Send us a letter, take your choice of topics: recent city election, Cleburne earthquakes, area flooding, gas drilling, Trinity River boondoggle, eminent domain, City money mismanagement...there is never a shortage of topics around here.


We won't share your email address (our sources remain confidenital unless noted), though if you are concerned about it, leave your letter as a comment and we'll post it for you, no email required.


See yesterday's post for an example of an excellent letter. Tell us more!

Sunday, June 14, 2009

Cheers...

to George Michael Sherry and his excellent letter to the Fort Worth Star-Telegram daily newspaper.


Nothing ever changes

Are most of us content with government?

Are those who complain a small minority? Or do we fail to hold individual officeholders responsible for their collective actions?

This applies to all levels of government, but I’ll cite the Fort Worth City Council.

Letters to the editor criticize the Trinity Uptown boondoggle, neglect of Heritage Park, tax breaks to businesses, favoritism toward gas drillers and the fiasco of the Texas Motor Speedway mineral rights — and say, "Throw the bums out."

The Star-Telegram criticizes years-late audits, granting special negotiating rights to the police and firefighters, and failures of the housing department that may lead to loss of federal funds. Yet when we have a chance to throw the bums out, the Star-Telegram recommends re-electing them all, and the voters do so.
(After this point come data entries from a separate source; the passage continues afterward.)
//! Permutation-preserving genetic operators for tours.
//!
//! # Crossover
//!
//! - [`order_crossover`]: copies a contiguous slice of the father, then
//!   appends the mother's remaining cities in her order.
//! - [`breed_population`]: elite carryover followed by front-with-back
//!   pairing on a shuffled copy of the mating pool.
//!
//! # Mutation
//!
//! - [`swap_mutation`]: per-position swap with a uniformly random position.
//! - [`mutate_population`]: applies [`swap_mutation`] to every tour,
//!   elites included.
//!
//! # References
//!
//! - Davis (1985), "Applying Adaptive Algorithms to Epistatic Domains"
//! - Cicirello (2023), "Genetic Operators for Permutation Representation"

use super::types::{Population, Tour};
use rand::Rng;
use u_numflow::random::shuffle;

// ============================================================================
// Crossover operators
// ============================================================================

/// Ordered crossover producing one child.
///
/// # Algorithm
///
/// 1. Draw two independent indices `a`, `b` in `[0, n)`
/// 2. Copy `father[min(a, b)..max(a, b)]` to the front of the child
/// 3. Append every city of `mother`, in her order, not already copied
///
/// The segment is half-open, so it may be empty and the child is then a
/// copy of the mother.
///
/// # Complexity
/// O(n) time, O(n) space
///
/// # Panics
/// Panics if the parents have different lengths or hold a city index
/// outside `0..n`.
pub fn order_crossover<R: Rng>(father: &Tour, mother: &Tour, rng: &mut R) -> Tour {
    let n = father.len();
    assert_eq!(n, mother.len(), "parents must have equal length");
    if n == 0 {
        return Tour::new(Vec::new());
    }

    let a = rng.random_range(0..n);
    let b = rng.random_range(0..n);
    let (start, end) = if a <= b { (a, b) } else { (b, a) };

    ox_build_child(father.order(), mother.order(), start, end)
}

/// Build the child: `template[start..end]`, then the rest of `donor`.
fn ox_build_child(template: &[usize], donor: &[usize], start: usize, end: usize) -> Tour {
    let n = template.len();
    let mut child = Vec::with_capacity(n);
    let mut in_segment = vec![false; n];

    for &city in &template[start..end] {
        child.push(city);
        in_segment[city] = true;
    }

    child.extend(donor.iter().copied().filter(|&city| !in_segment[city]));

    Tour::new(child)
}

/// Breeds the next set of children from a mating pool.
///
/// The first `elite_size` pool entries are carried over unchanged. A
/// shuffled copy of the whole pool then supplies parents, pairing
/// position `i` with position `len - i - 1`, so elites can also take part
/// in crossover.
///
/// # Panics
/// Panics if `elite_size > pool.len()`.
pub fn breed_population<R: Rng>(pool: &[Tour], elite_size: usize, rng: &mut R) -> Vec<Tour> {
    assert!(
        elite_size <= pool.len(),
        "elite_size exceeds the mating pool"
    );
    let len = pool.len();

    let mut children: Vec<Tour> = pool[..elite_size].to_vec();

    let mut random_pool: Vec<&Tour> = pool.iter().collect();
    shuffle(&mut random_pool, rng);

    for i in 0..len - elite_size {
        children.push(order_crossover(
            random_pool[i],
            random_pool[len - i - 1],
            rng,
        ));
    }

    children
}

// ============================================================================
// Mutation operators
// ============================================================================

/// Swap mutation applied to a copy of `individual`.
///
/// Each position `i` is, with probability `rate`, exchanged with a
/// uniformly random position `j` (which may equal `i` or an earlier
/// position).
///
/// # Complexity
/// O(n)
pub fn swap_mutation<R: Rng>(individual: &Tour, rate: f64, rng: &mut R) -> Tour {
    let mut mutated = individual.clone();
    let n = mutated.len();
    for i in 0..n {
        if rng.random::<f64>() < rate {
            let j = rng.random_range(0..n);
            mutated.swap(i, j);
        }
    }
    mutated
}

/// Mutates every child, elite carryover included.
pub fn mutate_population<R: Rng>(children: &[Tour], rate: f64, rng: &mut R) -> Population {
    children
        .iter()
        .map(|child| swap_mutation(child, rate, rng))
        .collect::<Vec<_>>()
        .into()
}

// ============================================================================
// Tests
// ============================================================================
Do we recognize that as a group the City Council is screwing up miserably — but when we examine the records of the individual council members, neither the voters nor the Star-Telegram Editorial Board holds them accountable for those failures? Or do most people think that none of the screw-ups are important, and that everything is just spiffy?

All I know is, we say, "Throw the bums out" a lot, but when we have a chance, we don’t do it.
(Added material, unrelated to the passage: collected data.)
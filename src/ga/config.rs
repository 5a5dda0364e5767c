//! GA configuration.
//!
//! [`GaConfig`] holds all parameters that control the evolutionary loop.

use crate::error::{Result, TspError};

/// Configuration for the genetic engine.
///
/// # Defaults
///
/// ```
/// use tsp_ga::GaConfig;
///
/// let config = GaConfig::default();
/// assert_eq!(config.population_size, 100);
/// assert_eq!(config.generations, 100);
/// ```
///
/// # Builder Pattern
///
/// ```
/// use tsp_ga::GaConfig;
///
/// let config = GaConfig::default()
///     .with_population_size(20)
///     .with_elite_size(4)
///     .with_mutation_rate(0.01)
///     .with_generations(50)
///     .with_seed(42);
/// assert!(config.validate().is_ok());
/// ```
#[derive(Debug, Clone, PartialEq)]
#[cfg_attr(feature = "serde", derive(serde::Serialize, serde::Deserialize))]
pub struct GaConfig {
    /// Number of tours in every generation.
    pub population_size: usize,

    /// Number of top-ranked tours carried into the mating pool and the
    /// children unchanged before crossover fills the rest.
    ///
    /// Must not exceed `population_size`. Equal to it, the run degenerates
    /// to pure elite carryover.
    pub elite_size: usize,

    /// Per-position swap probability during mutation (0.0–1.0).
    ///
    /// Applied to elites as well, so the best distance per generation is
    /// not guaranteed to be non-increasing.
    pub mutation_rate: f64,

    /// Number of generations recorded, counting the initial population as
    /// generation 0.
    pub generations: usize,

    /// Random seed for reproducibility.
    ///
    /// `None` draws a seed from entropy; the drawn seed is reported back.
    pub seed: Option<u64>,
}

impl Default for GaConfig {
    fn default() -> Self {
        Self {
            population_size: 100,
            elite_size: 20,
            mutation_rate: 0.01,
            generations: 100,
            seed: None,
        }
    }
}

impl GaConfig {
    /// Sets the population size.
    pub fn with_population_size(mut self, n: usize) -> Self {
        self.population_size = n;
        self
    }

    /// Sets the elite count.
    pub fn with_elite_size(mut self, n: usize) -> Self {
        self.elite_size = n;
        self
    }

    /// Sets the mutation rate. Out-of-range values are rejected by
    /// [`validate`](Self::validate), not clamped.
    pub fn with_mutation_rate(mut self, rate: f64) -> Self {
        self.mutation_rate = rate;
        self
    }

    /// Sets the number of generations.
    pub fn with_generations(mut self, n: usize) -> Self {
        self.generations = n;
        self
    }

    /// Sets the random seed for reproducibility.
    pub fn with_seed(mut self, seed: u64) -> Self {
        self.seed = Some(seed);
        self
    }

    /// Validates the configuration.
    ///
    /// # Errors
    /// [`TspError::InvalidConfiguration`] describing the first bad parameter.
    pub fn validate(&self) -> Result<()> {
        if self.population_size < 1 {
            return Err(TspError::invalid("population_size must be at least 1"));
        }
        if self.elite_size > self.population_size {
            return Err(TspError::invalid(format!(
                "elite_size ({}) must not exceed population_size ({})",
                self.elite_size, self.population_size
            )));
        }
        check_mutation_rate(self.mutation_rate)?;
        if self.generations < 1 {
            return Err(TspError::invalid("generations must be at least 1"));
        }
        Ok(())
    }
}

/// Rejects a mutation rate outside `[0.0, 1.0]`, NaN included.
pub(crate) fn check_mutation_rate(rate: f64) -> Result<()> {
    if (0.0..=1.0).contains(&rate) {
        Ok(())
    } else {
        Err(TspError::invalid(format!(
            "mutation_rate must be within [0.0, 1.0], got {rate}"
        )))
    }
}

#[cfg(test)]
mod tests {
    use super::*;

    #[test]
    fn test_default_config() {
        let config = GaConfig::default();
        assert_eq!(config.population_size, 100);
        assert_eq!(config.elite_size, 20);
        assert!((config.mutation_rate - 0.01).abs() < 1e-15);
        assert_eq!(config.generations, 100);
        assert!(config.seed.is_none());
        assert!(config.validate().is_ok());
    }

    #[test]
    fn test_builder_pattern() {
        let config = GaConfig::default()
            .with_population_size(20)
            .with_elite_size(4)
            .with_mutation_rate(0.05)
            .with_generations(50)
            .with_seed(42);

        assert_eq!(config.population_size, 20);
        assert_eq!(config.elite_size, 4);
        assert!((config.mutation_rate - 0.05).abs() < 1e-15);
        assert_eq!(config.generations, 50);
        assert_eq!(config.seed, Some(42));
    }

    #[test]
    fn test_validate_population_zero() {
        let config = GaConfig::default()
            .with_population_size(0)
            .with_elite_size(0);
        assert!(matches!(
            config.validate(),
            Err(TspError::InvalidConfiguration { .. })
        ));
    }

    #[test]
    fn test_validate_population_one() {
        let config = GaConfig::default()
            .with_population_size(1)
            .with_elite_size(0);
        assert!(config.validate().is_ok());
    }

    #[test]
    fn test_validate_elite_bounds() {
        let base = GaConfig::default().with_population_size(10);
        assert!(base.clone().with_elite_size(0).validate().is_ok());
        assert!(base.clone().with_elite_size(10).validate().is_ok());
        assert!(base.with_elite_size(11).validate().is_err());
    }

    #[test]
    fn test_validate_mutation_rate_not_clamped() {
        let config = GaConfig::default().with_mutation_rate(1.5);
        assert!((config.mutation_rate - 1.5).abs() < 1e-15);
        assert!(config.validate().is_err());

        assert!(GaConfig::default().with_mutation_rate(-0.1).validate().is_err());
        assert!(GaConfig::default().with_mutation_rate(f64::NAN).validate().is_err());
        assert!(GaConfig::default().with_mutation_rate(0.0).validate().is_ok());
        assert!(GaConfig::default().with_mutation_rate(1.0).validate().is_ok());
    }

    #[test]
    fn test_validate_zero_generations() {
        let config = GaConfig::default().with_generations(0);
        assert!(config.validate().is_err());
    }
}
— George Michael Sherry, Fort Worth

We hear ya.

Zim is in!

Hallelujah!

We are so proud of those in Fort Worth that voted in the run off for District 3!

Zim will be a voice for the people. We need more voices!

Congratulations Mr. Zimmerman and the citizens of Fort Worth!

Friday, June 12, 2009

Trinity River Big D NRH

Recently the Trinity levees in Dallas were deemed unacceptable. The city claimed the Trinity project would still move forward.

Pardon?

If something is broken, shouldn't you fix it before you add to it?

And in North Richland Hills the council voted to move forward with the rail plans, even though the plan died in session last week (timing is everything).

That concerns those living around this new development area, that continue to experience more run off with each storm.



That quote keeps coming back, "Nothing was ever done, it just got worse".
We are quessing it will get worse faster if you exacerbate it.

Another case of -

"Nothing was ever done, it just got worse".

Dallas neighborhoods near the levees were flooded due to pumps not working.

The city council voted earlier this week to spend $26 million dollar on a study of the levees. Sylvia Lagos says, she "doesn't need a study, its been flooding since she was a kid, FIX IT".

There's a thought.

The river is suppose to crest at its highest point since the 1970's Friday.

Mayor where?

We saw the mayor of Dallas speak at a Memorial Day ceremony.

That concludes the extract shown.